Feuerwehr Niederlibbach kann nach zwei Jahren Bauzeit Anbau einweihen


Vorbildliches Gemeinschaftswerk: In Niederlibbach wurde der Anbau des Feuerwehrgerätehauses eingeweiht (in der Bildmitte Wehrführer Horst Hieß, Bürgermeister Michael Hofnagel und Stadtverordnetenvorsteher Gerhard Wittmeyer).RMB/Wolfgang Kühner

Vom 21.11.2007
 
Von

Elena Häffner

NIEDERLIBBACH Nach über zwei Jahren Arbeit wurde der Anbau des Feuerwehrgerätehauses in Niederlibbach fertiggestellt. Dies wurde jetzt mit der offiziellen Einweihung dokumentiert.

Im Taunussteiner Stadtteil Niederlibbach wird ehrenamtliche Arbeit groß geschrieben. Das zeigte sich am Volkstrauertag bei der Gedenkfeier auf dem neu gestalteten Platz am Ehrenmal. Und auch beim Anbau an der Niederlibbacher Feuerwache wurden alle Arbeiten von Mitgliedern der Feuerwehr in ihrer Freizeit übernommen, finanziert wurde das im Bauvolumen deutlich größere Projekt von der Stadt. "Eine solche Aktion ist bis jetzt einmalig in Taunusstein", lautete denn auch das Lob aus dem Rathaus. 2988 Stunden ehrenamtliche Arbeit stecken in den Mauern des neuen Feuerwehrgerätehauses.

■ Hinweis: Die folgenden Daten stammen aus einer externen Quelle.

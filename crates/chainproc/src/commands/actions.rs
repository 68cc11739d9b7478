//! Actions command - list configured chains.

use anyhow::Result;
use chainproc_core::InMemoryEntityStore;
use clap::Args;
use serde_json::json;

use super::{Context, print_json};

/// Arguments for the actions command.
#[derive(Args, Debug)]
pub struct ActionsArgs {
    /// Only show this action
    pub action: Option<String>,
}

/// Run the actions command.
pub fn run(args: ActionsArgs, ctx: &Context) -> Result<()> {
    let executor = ctx.executor(&InMemoryEntityStore::new())?;
    let registry = executor.registry();

    let actions: Vec<&str> = match args.action.as_deref() {
        Some(action) if registry.contains(action) => vec![action],
        Some(action) => anyhow::bail!("action '{}' is not configured", action),
        None => registry.actions(),
    };

    if ctx.json_output {
        let listing: Vec<_> = actions
            .iter()
            .map(|action| {
                let processors: Vec<_> = registry
                    .entries(action)
                    .iter()
                    .map(|e| {
                        json!({
                            "name": e.name(),
                            "priority": e.priority(),
                            "conditional": e.is_conditional(),
                        })
                    })
                    .collect();
                json!({ "action": action, "processors": processors })
            })
            .collect();
        return print_json(&listing);
    }

    if actions.is_empty() {
        println!("No actions configured");
        return Ok(());
    }

    for action in actions {
        println!("{}:", action);
        for entry in registry.entries(action) {
            let marker = if entry.is_conditional() { " (conditional)" } else { "" };
            println!("  {:>6}  {}{}", entry.priority(), entry.name(), marker);
        }
    }
    Ok(())
}
//! Chain executor.
//!
//! Runs the processors registered for an action against one [`Context`]:
//!
//! ```text
//! Ready ──► Running ──► Completed
//!              │
//!              └──────► Aborted
//! ```
//!
//! - **Ready**: processors resolved, ordered and filtered by condition.
//! - **Running**: one processor at a time. Processors that require a clean
//!   context are skipped once errors are recorded.
//! - **Completed**: every selected processor ran or was skipped.
//! - **Aborted**: a processor returned an [`Abort`](crate::Abort); nothing
//!   after it runs. Effects applied by earlier processors stand.

use std::sync::Arc;

use serde::Serialize;
use tracing::{debug, trace, warn};

use crate::context::Context;
use crate::error::{ChainError, Result};
use crate::registry::ProcessorRegistry;

/// Lifecycle state of a chain run.
#[derive(Debug, Clone, Copy, PartialEq, Eq, Serialize)]
#[serde(rename_all = "snake_case")]
pub enum ChainState {
    /// Processors resolved, nothing run yet.
    Ready,
    /// Processors are being executed.
    Running,
    /// All selected processors ran to completion.
    Completed,
    /// A processor aborted the chain.
    Aborted,
}

impl std::fmt::Display for ChainState {
    fn fmt(&self, f: &mut std::fmt::Formatter<'_>) -> std::fmt::Result {
        match self {
            ChainState::Ready => write!(f, "ready"),
            ChainState::Running => write!(f, "running"),
            ChainState::Completed => write!(f, "completed"),
            ChainState::Aborted => write!(f, "aborted"),
        }
    }
}

/// Summary of a completed chain run.
#[derive(Debug, Clone, PartialEq, Eq)]
pub struct ExecutionReport {
    /// Action that was executed.
    pub action: String,
    /// Final state (always `Completed` for a returned report).
    pub state: ChainState,
    /// Names of processors that ran, in order.
    pub executed: Vec<String>,
    /// Names of processors skipped because the context held errors.
    pub skipped: Vec<String>,
}

impl ExecutionReport {
    fn new(action: &str) -> Self {
        Self {
            action: action.to_string(),
            state: ChainState::Ready,
            executed: Vec::new(),
            skipped: Vec::new(),
        }
    }
}

/// Executes action chains from a shared [`ProcessorRegistry`].
///
/// The executor holds no per-run state, so one instance can serve many
/// contexts concurrently from different threads.
#[derive(Debug, Clone)]
pub struct ChainExecutor {
    registry: Arc<ProcessorRegistry>,
}

impl ChainExecutor {
    /// Create an executor owning the registry.
    pub fn new(registry: ProcessorRegistry) -> Self {
        Self {
            registry: Arc::new(registry),
        }
    }

    /// Create an executor over a shared registry.
    pub fn from_arc(registry: Arc<ProcessorRegistry>) -> Self {
        Self { registry }
    }

    /// The underlying registry.
    pub fn registry(&self) -> &ProcessorRegistry {
        &self.registry
    }

    /// Run the chain for `action` and return the finalized context.
    pub fn execute(&self, action: &str, mut context: Context) -> Result<Context> {
        self.process(action, &mut context)?;
        Ok(context)
    }

    /// Run the chain for `action` against a borrowed context.
    ///
    /// On abort the context keeps whatever earlier processors did to it.
    pub fn process(&self, action: &str, context: &mut Context) -> Result<ExecutionReport> {
        let span = tracing::debug_span!(
            "chain",
            action,
            operation_id = %context.operation_id()
        );
        let _enter = span.enter();

        let processors = self
            .registry
            .resolve(action, context)
            .ok_or_else(|| ChainError::UnknownAction(action.to_string()))?;

        let mut report = ExecutionReport::new(action);
        debug!(processors = processors.len(), state = %report.state, "chain resolved");
        report.state = ChainState::Running;

        for processor in processors {
            let name = processor.name();

            if processor.requires_clean_context() && context.has_errors() {
                debug!(
                    processor = name,
                    errors = context.errors().len(),
                    "skipping processor, context has recorded errors"
                );
                report.skipped.push(name.to_string());
                continue;
            }

            trace!(processor = name, "running processor");
            if let Err(abort) = processor.process(context) {
                report.state = ChainState::Aborted;
                warn!(
                    processor = name,
                    error = %abort,
                    executed = report.executed.len(),
                    state = %report.state,
                    "chain aborted"
                );
                return Err(ChainError::Aborted {
                    action: action.to_string(),
                    processor: name.to_string(),
                    source: abort,
                });
            }
            report.executed.push(name.to_string());
        }

        report.state = ChainState::Completed;
        debug!(
            executed = report.executed.len(),
            skipped = report.skipped.len(),
            errors = context.errors().len(),
            state = %report.state,
            "chain completed"
        );
        Ok(report)
    }
}
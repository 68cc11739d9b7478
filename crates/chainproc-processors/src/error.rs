//! Error types for building processors from configuration.

use thiserror::Error;

/// Result type for catalog operations.
pub type Result<T> = std::result::Result<T, CatalogError>;

/// Errors raised while turning configuration into a processor registry.
#[derive(Debug, Error)]
pub enum CatalogError {
    /// The configuration names a processor the catalog does not know.
    #[error("unknown processor '{name}' in action '{action}' (known: {known})")]
    UnknownProcessor {
        action: String,
        name: String,
        known: String,
    },
}
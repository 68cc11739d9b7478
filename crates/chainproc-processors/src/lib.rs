//! Built-in processors for chainproc.
//!
//! - [`SaveEntity`]: commits an entity result through its entity manager
//! - [`BuildExtendedAssociations`]: computes multi-target association values
//! - [`RejectMasterRequest`]: restricts an action to sub-requests
//! - [`ValidateRequiredFields`]: records blank required fields
//!
//! [`ProcessorCatalog`] maps configured names to these processors.

pub mod catalog;
pub mod error;
mod extended_associations;
mod reject_master_request;
mod save_entity;
mod validate_required_fields;

pub use catalog::{PROCESSOR_NAMES, ProcessorCatalog};
pub use error::{CatalogError, Result};
pub use extended_associations::{AssociationKind, BuildExtendedAssociations, CLASS_KEY, ID_KEY};
pub use reject_master_request::RejectMasterRequest;
pub use save_entity::SaveEntity;
pub use validate_required_fields::ValidateRequiredFields;
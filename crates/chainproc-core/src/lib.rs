//! Chained request processing core.
//!
//! A request is modelled as a mutable [`Context`] handed through an ordered
//! list of [`Processor`]s registered under an action name. The
//! [`ChainExecutor`] resolves the list from a [`ProcessorRegistry`] and runs
//! it to completion or abort.
//!
//! ```text
//! ┌──────────────┐   resolve(action, ctx)   ┌───────────────────┐
//! │ ChainExecutor│ ───────────────────────▶ │ ProcessorRegistry │
//! └──────┬───────┘                          └───────────────────┘
//!        │ for each processor (priority desc, registration order)
//!        ▼
//! ┌──────────────┐  RecordedError → ctx.errors (chain continues)
//! │  Processor   │  Abort         → ChainError::Aborted (chain stops)
//! └──────────────┘
//! ```
//!
//! Processors reach storage, security and translation only through the
//! collaborator traits in [`services`]; [`memory`] provides in-memory
//! implementations of each.

pub mod context;
pub mod definition;
pub mod entity;
pub mod error;
pub mod executor;
pub mod memory;
pub mod processor;
pub mod registry;
pub mod services;

#[cfg(any(test, feature = "testing"))]
pub mod testing;

pub use context::{Context, ContextInput, RecordedError, RequestKind};
pub use definition::{
    EXTENDED_ASSOCIATION_PREFIX, EntityDefinitionConfig, ExtendedAssociation, FieldConfig,
    parse_extended_association,
};
pub use entity::{Entity, Payload, id_key};
pub use error::{Abort, ChainError, PersistenceError, ProcessResult, Result};
pub use executor::{ChainExecutor, ChainState, ExecutionReport};
pub use memory::{
    CatalogTranslator, InMemoryEntityStore, StaticAssociationResolver, StaticAuthorizationChecker,
};
pub use processor::{FnProcessor, ProcessFn, Processor};
pub use registry::{Condition, ProcessorEntry, ProcessorRegistry, Registration};
pub use services::{
    AssociationResolver, AssociationTargets, AuthorizationChecker, EntityManager,
    EntityManagerRegistry, PersistenceResult, Translator, substitute,
};
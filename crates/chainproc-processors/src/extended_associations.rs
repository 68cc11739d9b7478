//! Computes the value of extended (multi-target) associations.
//!
//! A field declared as `association:<kind>:<label>` has no column of its own.
//! Its value is assembled from the per-target fields that the association
//! resolver maps to it:
//!
//! | kind                          | non-null inputs          | no inputs |
//! |-------------------------------|--------------------------|-----------|
//! | `manyToOne`, `oneToOne`       | first one, in map order  | `null`    |
//! | `manyToMany`, `oneToMany`     | every list element       | `[]`      |
//! | `multipleManyToOne`           | every value              | `[]`      |
//!
//! Each contribution is `{"__class__": <target class>, "id": <id>}`.

use std::str::FromStr;
use std::sync::Arc;

use chainproc_core::{
    Abort, AssociationResolver, AssociationTargets, Context, ExtendedAssociation, ProcessResult,
    Processor,
};
use serde_json::{Map, Value, json};
use tracing::{debug, trace};

/// Key carrying the target class in a computed association value.
pub const CLASS_KEY: &str = "__class__";

/// Key carrying the identifier in a computed association value.
pub const ID_KEY: &str = "id";

/// Shape of an extended association.
#[derive(Debug, Clone, Copy, PartialEq, Eq)]
pub enum AssociationKind {
    /// Single-valued; at most one target field is populated.
    ToOne,
    /// Collection-valued; every target field holds a list.
    ToMany,
    /// Several single-valued targets collected into a list.
    MultipleToOne,
}

impl FromStr for AssociationKind {
    type Err = Abort;

    fn from_str(kind: &str) -> Result<Self, Self::Err> {
        match kind {
            "manyToOne" | "oneToOne" => Ok(Self::ToOne),
            "manyToMany" | "oneToMany" => Ok(Self::ToMany),
            "multipleManyToOne" => Ok(Self::MultipleToOne),
            other => Err(Abort::UnsupportedAssociationKind(other.to_string())),
        }
    }
}

impl AssociationKind {
    /// Assemble the association value from the mapped target fields of `data`.
    pub fn build(self, targets: &AssociationTargets, data: &Map<String, Value>) -> Value {
        match self {
            Self::ToOne => targets
                .iter()
                .find_map(|(class, field)| {
                    data.get(field)
                        .filter(|v| !v.is_null())
                        .map(|v| reference(class, v))
                })
                .unwrap_or(Value::Null),
            Self::ToMany => Value::Array(
                targets
                    .iter()
                    .filter_map(|(class, field)| match data.get(field) {
                        Some(Value::Array(items)) => Some((class, items)),
                        _ => None,
                    })
                    .flat_map(|(class, items)| items.iter().map(move |item| reference(class, item)))
                    .collect(),
            ),
            Self::MultipleToOne => Value::Array(
                targets
                    .iter()
                    .filter_map(|(class, field)| {
                        data.get(field)
                            .filter(|v| !v.is_null())
                            .map(|v| reference(class, v))
                    })
                    .collect(),
            ),
        }
    }
}

/// `{"__class__": class, "id": id}` for an object carrying an `id`, or for a
/// bare identifier.
fn reference(class: &str, value: &Value) -> Value {
    let id = match value {
        Value::Object(map) => map.get(ID_KEY).cloned().unwrap_or(Value::Null),
        other => other.clone(),
    };
    json!({ CLASS_KEY: class, ID_KEY: id })
}

/// Fills extended association fields of a loaded data object.
///
/// Excluded fields and fields that already hold a non-null value are left
/// alone and never reach the resolver. An unsupported kind aborts before the
/// resolver is consulted, and leaves the result untouched.
pub struct BuildExtendedAssociations {
    resolver: Arc<dyn AssociationResolver>,
}

impl BuildExtendedAssociations {
    /// Catalog name.
    pub const NAME: &'static str = "build_extended_associations";

    pub fn new(resolver: Arc<dyn AssociationResolver>) -> Self {
        Self { resolver }
    }
}

impl std::fmt::Debug for BuildExtendedAssociations {
    fn fmt(&self, f: &mut std::fmt::Formatter<'_>) -> std::fmt::Result {
        f.debug_struct("BuildExtendedAssociations").finish_non_exhaustive()
    }
}

impl Processor for BuildExtendedAssociations {
    fn name(&self) -> &str {
        Self::NAME
    }

    fn process(&self, context: &mut Context) -> ProcessResult {
        let (Some(class_name), Some(config)) = (context.class_name(), context.config()) else {
            return Ok(());
        };
        let Some(data) = context.result().and_then(|r| r.as_object()) else {
            return Ok(());
        };
        let join_class = context.join_class_name();

        let mut computed = Vec::new();
        for (field_name, field) in config.fields() {
            if field.excluded || data.get(field_name).is_some_and(|v| !v.is_null()) {
                continue;
            }
            let Some(ExtendedAssociation { kind, target_label }) = field.extended_association()?
            else {
                continue;
            };

            let association_kind: AssociationKind = kind.parse()?;
            let targets =
                self.resolver
                    .association_targets(class_name, join_class, &kind, &target_label);
            trace!(
                field = %field_name,
                kind = %kind,
                targets = targets.len(),
                "resolved association targets"
            );

            computed.push((
                field_name.to_string(),
                association_kind.build(&targets, data),
            ));
        }

        if computed.is_empty() {
            return Ok(());
        }

        debug!(count = computed.len(), "extended associations built");
        if let Some(data) = context.result_mut().and_then(|r| r.as_object_mut()) {
            data.extend(computed);
        }

        Ok(())
    }
}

Bis auf den Dachstuhl, bei dessen Errichtung die Arbeiter doch auf professionelle Hilfe angewiesen waren, wurde alles, von der Planung bis hin zu den Bauarbeiten, in Eigenleistung der freiwilligen Feuerwehr erbracht. "Laut fachlicher Begutachtung konnte an keiner der von uns ausgeführten Arbeiten irgendwelche Mängel festgestellt werden", berichtete Stadtbrandinspektor Peter Till stolz. Auch Bürgermeister Michael Hofnagel zeigte sich beeindruckt: "Ich denke das hier ist der Beweis in Stein und Beton, was man alles erreichen kann, wenn man an einem Strang zieht." Für die Materialkosten von 43000 Euro kam die Stadt zwar auf, abgenommen wurde ihr die Arbeit aber von der Feuerwehr. "Mit dem Ergebnis kann man mehr als zufrieden sein", sagte Hofnagel und lud andere Stadtteile zur Nachahmung ein. "Von solchen Aktionen profitieren sowohl das Dorf als auch die Stadt". Gefeiert wurde die Fertigstellung des Projektes jetzt mit allen Mitgliedern und Freunden der Feuerwehr im Festzelt neben dem Gerätehaus. "Das haben wir uns nach über zwei Jahren Arbeit auch verdient", freute sich Till schon auf die Belohnung für all die Mühen.